- **Your objective**
Which of the lines in the records below hold the string "background"? Copy every one of them.

*** Opening Data for processing ***

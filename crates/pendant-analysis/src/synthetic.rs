//! 合成悬滴图像
//!
//! 亮背景上的暗色剪影：从图像顶部伸入的针头（矩形）+ 竖直方向拉长的椭圆液滴。

use image::{Rgb, RgbImage};

/// 合成液滴参数（像素）
#[derive(Debug, Clone, Copy, PartialEq)]
pub struct SyntheticDrop {
    pub width: u32,
    pub height: u32,
    /// 针头宽度
    pub needle_width: f64,
    /// 液滴水平半径（De ≈ 2 · radius）
    pub radius: f64,
    /// 竖直半径 / 水平半径
    pub elongation: f64,
    /// 液滴最低点的 y 坐标
    pub apex_y: f64,
    pub background: u8,
    pub foreground: u8,
}

impl Default for SyntheticDrop {
    fn default() -> Self {
        Self {
            width: 480,
            height: 480,
            needle_width: 60.0,
            radius: 80.0,
            elongation: 1.15,
            apex_y: 400.0,
            background: 230,
            foreground: 30,
        }
    }
}

impl SyntheticDrop {
    /// 理论 De（像素）
    pub fn de(&self) -> f64 {
        2.0 * self.radius
    }

    /// 理论 Ds（像素）：距顶点 De 高度处剪影的宽度
    pub fn ds(&self) -> f64 {
        let ry = self.radius * self.elongation;
        let dy = (self.de() - ry) / ry;
        let ellipse = if dy.abs() < 1.0 {
            2.0 * self.radius * (1.0 - dy * dy).sqrt()
        } else {
            0.0
        };
        ellipse.max(self.needle_width)
    }

    fn is_inside(&self, x: f64, y: f64) -> bool {
        let cx = self.width as f64 / 2.0;
        let ry = self.radius * self.elongation;
        let cy = self.apex_y - ry;
        let in_needle = (x - cx).abs() <= self.needle_width / 2.0 && y <= cy;
        let nx = (x - cx) / self.radius;
        let ny = (y - cy) / ry;
        in_needle || nx * nx + ny * ny <= 1.0
    }

    pub fn render(&self) -> RgbImage {
        let mut img = RgbImage::from_pixel(self.width, self.height, Rgb([self.background; 3]));
        for y in 0..self.height {
            for x in 0..self.width {
                if self.is_inside(x as f64 + 0.5, y as f64 + 0.5) {
                    img.put_pixel(x, y, Rgb([self.foreground; 3]));
                }
            }
        }
        img
    }
}

/// 渲染默认参数的合成液滴
pub fn render_pendant_drop(drop: &SyntheticDrop) -> RgbImage {
    drop.render()
}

*** Closing Data for processing ***

- **Final answer**
    pub background: u8,
            background: 230,
        let mut img = RgbImage::from_pixel(self.width, self.height, Rgb([self.background; 3]));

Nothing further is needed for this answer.